*** RECORDS SUPPLIED Section Begins ***

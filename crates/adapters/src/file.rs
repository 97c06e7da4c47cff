//! Static record sets (CSV, JSON array, JSON lines) scanned with a conjunction
//! filter of the form `column = {{field}} [AND column = {{field}} ...]`.

use std::path::{Path, PathBuf};

use async_trait::async_trait;
use eivs_core::domain::record::scalar_text;
use eivs_core::{
    AdapterError, ConcreteQuery, ConnectionDescriptor, DatasourceAdapter, DatasourceKind,
    QuerySegment, ResultSet, Row,
};
use serde_json::Value;
use tracing::debug;

#[derive(Clone, Copy, Debug, PartialEq, Eq)]
pub enum FileFormat {
    Csv,
    Json,
    JsonLines,
}

impl FileFormat {
    fn detect(connection: &ConnectionDescriptor, path: &Path) -> Result<Self, AdapterError> {
        let declared = connection.extra_str("format").map(str::to_string).or_else(|| {
            path.extension().and_then(|extension| extension.to_str()).map(str::to_string)
        });

        match declared.as_deref().map(str::to_ascii_lowercase).as_deref() {
            Some("csv") => Ok(Self::Csv),
            Some("json") => Ok(Self::Json),
            Some("jsonl" | "ndjson" | "json_lines") => Ok(Self::JsonLines),
            other => Err(AdapterError::Unsupported(format!(
                "file format `{}` for `{}`",
                other.unwrap_or("unknown"),
                connection.config_name
            ))),
        }
    }
}

/// One `column = param` term of the conjunction.
#[derive(Clone, Debug, PartialEq, Eq)]
struct Clause {
    column: String,
    param: usize,
}

#[derive(Clone, Copy, Debug, Default)]
pub struct FileAdapter;

impl FileAdapter {
    pub fn new() -> Self {
        Self
    }
}

#[async_trait]
impl DatasourceAdapter for FileAdapter {
    fn kind(&self) -> DatasourceKind {
        DatasourceKind::File
    }

    async fn execute(
        &self,
        connection: &ConnectionDescriptor,
        query: &ConcreteQuery,
    ) -> Result<ResultSet, AdapterError> {
        let clauses = parse_filter(query)?;
        let path = source_path(&connection.base_address);
        let format = FileFormat::detect(connection, &path)?;

        let raw = tokio::fs::read_to_string(&path).await.map_err(|error| {
            AdapterError::ConnectionFailed(format!("could not read `{}`: {error}", path.display()))
        })?;
        let records = parse_records(format, &raw)?;

        let total = records.len();
        let rows: Vec<Row> =
            records.into_iter().filter(|row| matches_all(row, &clauses, query)).collect();

        debug!(
            event_name = "adapter.file.scanned",
            tenant_id = %connection.tenant_id,
            config_name = %connection.config_name,
            scanned = total,
            matched = rows.len(),
            "file lookup scanned"
        );
        Ok(ResultSet::from_rows(rows))
    }

    async fn probe(&self, connection: &ConnectionDescriptor) -> Result<(), AdapterError> {
        let path = source_path(&connection.base_address);
        FileFormat::detect(connection, &path)?;
        let metadata = tokio::fs::metadata(&path).await.map_err(|error| {
            AdapterError::ConnectionFailed(format!("could not stat `{}`: {error}", path.display()))
        })?;
        if metadata.is_file() {
            Ok(())
        } else {
            Err(AdapterError::ConnectionFailed(format!("`{}` is not a file", path.display())))
        }
    }
}

fn source_path(base_address: &str) -> PathBuf {
    PathBuf::from(base_address.trim().strip_prefix("file://").unwrap_or(base_address.trim()))
}

/// Parses the rendered segments into clauses. An empty statement or `*`
/// selects every record.
fn parse_filter(query: &ConcreteQuery) -> Result<Vec<Clause>, AdapterError> {
    let mut clauses = Vec::new();
    let mut pending = String::new();

    for segment in &query.segments {
        match segment {
            QuerySegment::Literal(text) => pending.push_str(text),
            QuerySegment::Param(index) => {
                let column = clause_column(&pending, clauses.is_empty())?;
                clauses.push(Clause { column, param: *index });
                pending.clear();
            }
        }
    }

    let trailing = pending.trim();
    if clauses.is_empty() && (trailing.is_empty() || trailing == "*") {
        return Ok(clauses);
    }
    if !trailing.is_empty() {
        return Err(AdapterError::Malformed(format!(
            "unexpected filter text `{trailing}`; values must be placeholders"
        )));
    }
    Ok(clauses)
}

fn clause_column(text: &str, first: bool) -> Result<String, AdapterError> {
    let mut text = text.trim();
    if !first {
        let (keyword, rest) = text.split_once(char::is_whitespace).unwrap_or((text, ""));
        if !keyword.eq_ignore_ascii_case("AND") {
            return Err(AdapterError::Malformed(format!(
                "filter terms must be joined with AND, found `{text}`"
            )));
        }
        text = rest.trim();
    }

    let column = text
        .strip_suffix('=')
        .map(str::trim)
        .ok_or_else(|| {
            AdapterError::Malformed(format!("expected `column =` before value, found `{text}`"))
        })?;
    let valid = !column.is_empty()
        && column.chars().all(|ch| ch.is_ascii_alphanumeric() || matches!(ch, '_' | '.' | '-'));
    if !valid {
        return Err(AdapterError::Malformed(format!("invalid filter column `{column}`")));
    }
    Ok(column.to_string())
}

fn matches_all(row: &Row, clauses: &[Clause], query: &ConcreteQuery) -> bool {
    clauses.iter().all(|clause| {
        let expected = query.param(clause.param).map(|param| param.value.as_text());
        let actual = row.get(&clause.column).and_then(scalar_text);
        matches!((actual, expected), (Some(actual), Some(expected)) if actual == expected)
    })
}

fn parse_records(format: FileFormat, raw: &str) -> Result<Vec<Row>, AdapterError> {
    match format {
        FileFormat::Csv => {
            let mut reader =
                csv::ReaderBuilder::new().trim(csv::Trim::All).from_reader(raw.as_bytes());
            let headers = reader
                .headers()
                .map_err(|error| AdapterError::Malformed(format!("csv header: {error}")))?
                .clone();
            reader
                .records()
                .map(|record| -> Result<Row, AdapterError> {
                    let record = record
                        .map_err(|error| AdapterError::Malformed(format!("csv record: {error}")))?;
                    Ok(headers
                        .iter()
                        .zip(record.iter())
                        .map(|(name, value)| (name.to_string(), Value::from(value)))
                        .collect())
                })
                .collect()
        }
        FileFormat::Json => {
            let payload: Value = serde_json::from_str(raw)
                .map_err(|error| AdapterError::Malformed(format!("json: {error}")))?;
            match payload {
                Value::Array(items) => items.into_iter().map(object_row).collect(),
                other => Err(AdapterError::Malformed(format!(
                    "json record set must be an array, got {}",
                    json_kind(&other)
                ))),
            }
        }
        FileFormat::JsonLines => raw
            .lines()
            .enumerate()
            .filter(|(_, line)| !line.trim().is_empty())
            .map(|(number, line)| {
                serde_json::from_str::<Value>(line)
                    .map_err(|error| {
                        AdapterError::Malformed(format!("json line {}: {error}", number + 1))
                    })
                    .and_then(object_row)
            })
            .collect(),
    }
}

fn object_row(item: Value) -> Result<Row, AdapterError> {
    match item {
        Value::Object(object) => Ok(object.into_iter().collect()),
        other => Err(AdapterError::Malformed(format!(
            "record must be an object, got {}",
            json_kind(&other)
        ))),
    }
}

fn json_kind(value: &Value) -> &'static str {
    match value {
        Value::Null => "null",
        Value::Bool(_) => "boolean",
        Value::Number(_) => "number",
        Value::String(_) => "string",
        Value::Array(_) => "array",
        Value::Object(_) => "object",
    }
}

#[cfg(test)]
mod tests {
    use eivs_core::{render, CandidateRecord, ConditionTemplate};

    use super::{parse_filter, parse_records, Clause, FileFormat};

    fn filter(
        statement: &str,
        placeholders: &[&str],
    ) -> Result<Vec<Clause>, eivs_core::AdapterError> {
        let record = CandidateRecord::new()
            .with_field("sender_email", "ops@acme.test")
            .with_field("region", "emea");
        let template = ConditionTemplate::new(statement, placeholders.iter().copied());
        parse_filter(&render(&template, &record).expect("render"))
    }

    #[test]
    fn conjunction_parses_into_clauses() {
        let clauses =
            filter("email = {{sender_email}} AND region = {{region}}", &["sender_email", "region"])
                .expect("filter");

        assert_eq!(
            clauses,
            vec![
                Clause { column: "email".to_string(), param: 0 },
                Clause { column: "region".to_string(), param: 1 },
            ]
        );
    }

    #[test]
    fn wildcard_selects_everything() {
        assert!(filter("*", &[]).expect("wildcard").is_empty());
    }

    #[test]
    fn literal_values_and_other_operators_are_rejected() {
        assert!(filter(
            "email = {{sender_email}} OR region = {{region}}",
            &["sender_email", "region"]
        )
        .is_err());
        assert!(filter("email = {{sender_email}} AND active = 1", &["sender_email"]).is_err());
        assert!(filter("email LIKE {{sender_email}}", &["sender_email"]).is_err());
    }

    #[test]
    fn csv_cells_are_trimmed_text() {
        let rows = parse_records(FileFormat::Csv, "email, status\nops@acme.test , active\n")
            .expect("csv");
        assert_eq!(rows.len(), 1);
        assert_eq!(rows[0].get("status"), Some(&serde_json::json!("active")));
    }

    #[test]
    fn json_lines_reports_the_bad_line() {
        let error = parse_records(FileFormat::JsonLines, "{\"a\":1}\n\nnot json\n")
            .expect_err("bad line");
        assert!(error.to_string().contains("line 3"));
    }
}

*** RECORDS SUPPLIED Section Ends ***

• _WHAT TO WORK ON_:
Number of lines holding "derive" in the data: give it, with nothing else.

• _EXERCISE OUTPUT_:
3